Attualità
Cardiochirurgia pediatrica l’intervento di CGIL
La CGIL e la FP Messina non ci stanno e denunciano lo ''scippo'' basato su dati falsati. "lo spostamento della cardiochirurgia pediatrica a Taormina è un piano preordinato per depotenziare Messina". "ci rivolgeremo alla procura e alla Corte dei Conti.
”Se i flussi informativi trasmessi al Ministero non verranno rettificati porteremo il dossier in Procura e alla Corte dei Conti. Non permetteremo che la salute dei cittadini e delle cittadine e la dignità dei nostri professionisti siano merce di scambio per logiche di potere”. E’ durissimo l’affondo della CGIL e della Fp Cgil Messina che, dopo aver richiesto l’accesso agli atti e un’audizione urgente presso la VI Commissione Salute dell’ARS, minaccia azioni ben più forti contro l’annessione della cardiochirurgia pediatrica di Taormina al Rodolico di Catania.
”Siamo di fronte a un’operazione di gattopardismo sanitario e alla cronaca di uno scippo annunciato”, dichiarano congiuntamente Pietro Patti (Segretario Generale CGIL Messina), Antonio Trino (Segretario con delega alla Sanità FP-CGIL Messina) e Guglielmo Catalioto (Coordinatore Provinciale Medici FP-CGIL). “Secondo i flussi ufficiali SDO in possesso del sindacato, nel 2024 la Cardiochirurgia del Papardo ha trattato 361 pazienti chirurgici, contro i 334 del Policlinico Rodolico di Catania.

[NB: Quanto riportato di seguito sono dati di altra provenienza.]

//! Error types for the Topic Tree
//!
//! Provides structured error types for topic parsing, the strict tree
//! operations, and configuration loading.

use thiserror::Error;

/// Unified error type for the topic tree
#[derive(Error, Debug)]
pub enum Error {
    // =========================================================================
    // Topic Errors
    // =========================================================================
    #[error("Invalid topic '{topic}': {reason}")]
    InvalidTopic { topic: String, reason: String },

    #[error("Topic already exists: {topic}")]
    TopicExists { topic: String },

    #[error("Topic not found: {topic}")]
    TopicNotFound { topic: String },

    #[error("Node has been removed from the tree")]
    StaleNode,

    // =========================================================================
    // Configuration Errors
    // =========================================================================
    #[error("Configuration error: {0}")]
    Configuration(String),

    #[error("YAML parse error: {0}")]
    YamlParse(#[from] serde_yaml::Error),

    #[error("JSON parse error: {0}")]
    JsonParse(#[from] serde_json::Error),

    // =========================================================================
    // IO Errors
    // =========================================================================
    #[error("IO error: {0}")]
    Io(#[from] std::io::Error),
}

impl Error {
    /// Check if this error means a path could not be resolved
    pub fn is_not_found(&self) -> bool {
        matches!(self, Error::TopicNotFound { .. } | Error::StaleNode)
    }

    /// Check if this error is a duplicate-create conflict
    pub fn is_conflict(&self) -> bool {
        matches!(self, Error::TopicExists { .. })
    }

    /// Check if this error was caused by caller input rather than tree state
    pub fn is_invalid_input(&self) -> bool {
        matches!(
            self,
            Error::InvalidTopic { .. }
                | Error::Configuration(_)
                | Error::YamlParse(_)
                | Error::JsonParse(_)
        )
    }
}

/// Result type alias for the topic tree
pub type Result<T> = std::result::Result<T, Error>;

Nonostante ciò, l’Assessorato avrebbe trasmesso al Ministero dati inverosimili: oltre 900 pazienti attribuiti a Catania e un ridimensionamento forzato per Messina.
“Abbiamo già denunciato che questi numeri gonfiati erano propedeutici a giustificare il trasferimento della Cardiochirurgia Pediatrica a Catania”, spiega Antonio Trino. ”Si è tentato – sottolinea – di sminuire l’eccellenza messinese ignorando deliberatamente i periodi di fermo tecnico per lavori e il blocco dell’attività di elezione tra luglio e settembre 2025. Nonostante questi ostacoli, Messina produce più di Catania”.